Théberge fit une moue avant d’ajouter :
— Tu me vois, gardien de sécurité ?
Québec, restaurant Le Toast, 13h21
— C’est une idée intéressante, fit l’éditeur. Mais il y a plein de romans qu’on a assassinés à force d’y entasser des idées intéressantes. Le danger, c’est d’en faire trop.
Prose jugea prudent de ne pas répondre qu’il voulait inclure dans le roman un personnage atteint du syndrome de personnalité multiple, des agents secrets bouddhistes, un policier atteint du syndrome de la Tourette, une secte fondée sur la théorie des cordes et quelques autres éléments du genre. Inutile d’effrayer l’éditeur potentiel.
— Je n’ai pas le choix de donner la parole aux discours collectifs, reprit-il, ce sont eux qui ont le haut du pavé. Et les médias sont le meilleur moyen de le faire.
— Les gens zappent déjà leur télé quand ils tombent sur des informations. Imaginez dans un roman !

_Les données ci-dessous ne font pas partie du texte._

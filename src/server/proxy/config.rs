use anyhow::{bail, Context, Result};
use serde::{Deserialize, Serialize};
use url::Url;

use crate::config::{expandenv, CommonConfig, PathSet};

/// Connection to the upstream control plane.
#[derive(Debug, Deserialize, Serialize, Clone)]
pub struct UpstreamConfig {
    /// Base url of the control plane API, e.g. `https://127.0.0.1:6443`.
    #[serde(default = "UpstreamConfig::default_server")]
    pub server: String,

    /// Bearer token of the gateway's own identity. It needs the
    /// `impersonate` permission when authentication is enabled.
    #[serde(default)]
    pub token: String,

    /// PEM bundle of CAs trusted for the upstream server certificate.
    /// Default: {config_path}/pki/upstream_ca.pem, if it exists.
    #[serde(default)]
    pub ca_path: String,

    #[serde(default)]
    pub insecure_skip_tls_verify: bool,

    #[serde(default = "UpstreamConfig::default_connect_timeout_secs")]
    pub connect_timeout_secs: u64,
}

impl CommonConfig for UpstreamConfig {
    fn default() -> Self {
        Self {
            server: Self::default_server(),
            token: String::new(),
            ca_path: String::new(),
            insecure_skip_tls_verify: false,
            connect_timeout_secs: Self::default_connect_timeout_secs(),
        }
    }

    fn complete(&mut self, ps: &PathSet) -> Result<()> {
        self.server = expandenv("server", &self.server)?;
        let url = Url::parse(&self.server)
            .with_context(|| format!("parse upstream server '{}'", self.server))?;
        if url.scheme() != "http" && url.scheme() != "https" {
            bail!("upstream server scheme should be http or https");
        }
        if url.query().is_some() {
            bail!("upstream server should not have a query");
        }

        self.token = expandenv("token", &self.token)?;

        self.ca_path = expandenv("ca_path", &self.ca_path)?;
        if self.ca_path.is_empty() {
            let path = ps.pki_path.join("upstream_ca.pem");
            if path.exists() {
                self.ca_path = format!("{}", path.display());
            }
        }

        if self.connect_timeout_secs == 0 {
            bail!("connect_timeout_secs should be greater than 0");
        }

        Ok(())
    }
}

impl UpstreamConfig {
    pub fn default_server() -> String {
        String::from("https://127.0.0.1:6443")
    }

    pub fn default_connect_timeout_secs() -> u64 {
        10
    }
}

— Ce seraient de brefs passages. Quelques lignes. Parfois un peu plus…
— Ça va donner un roman encore plus émietté.
— Et plus réaliste ! Dans la vie réelle, on est sans cesse interrompus par des courriels, des appels téléphoniques, des SMS… On est bombardés par la pub et les télés ouvertes partout… Partout, il y a des écrans qui nous submergent de messages…
— C’est justement ce que les gens essaient de fuir.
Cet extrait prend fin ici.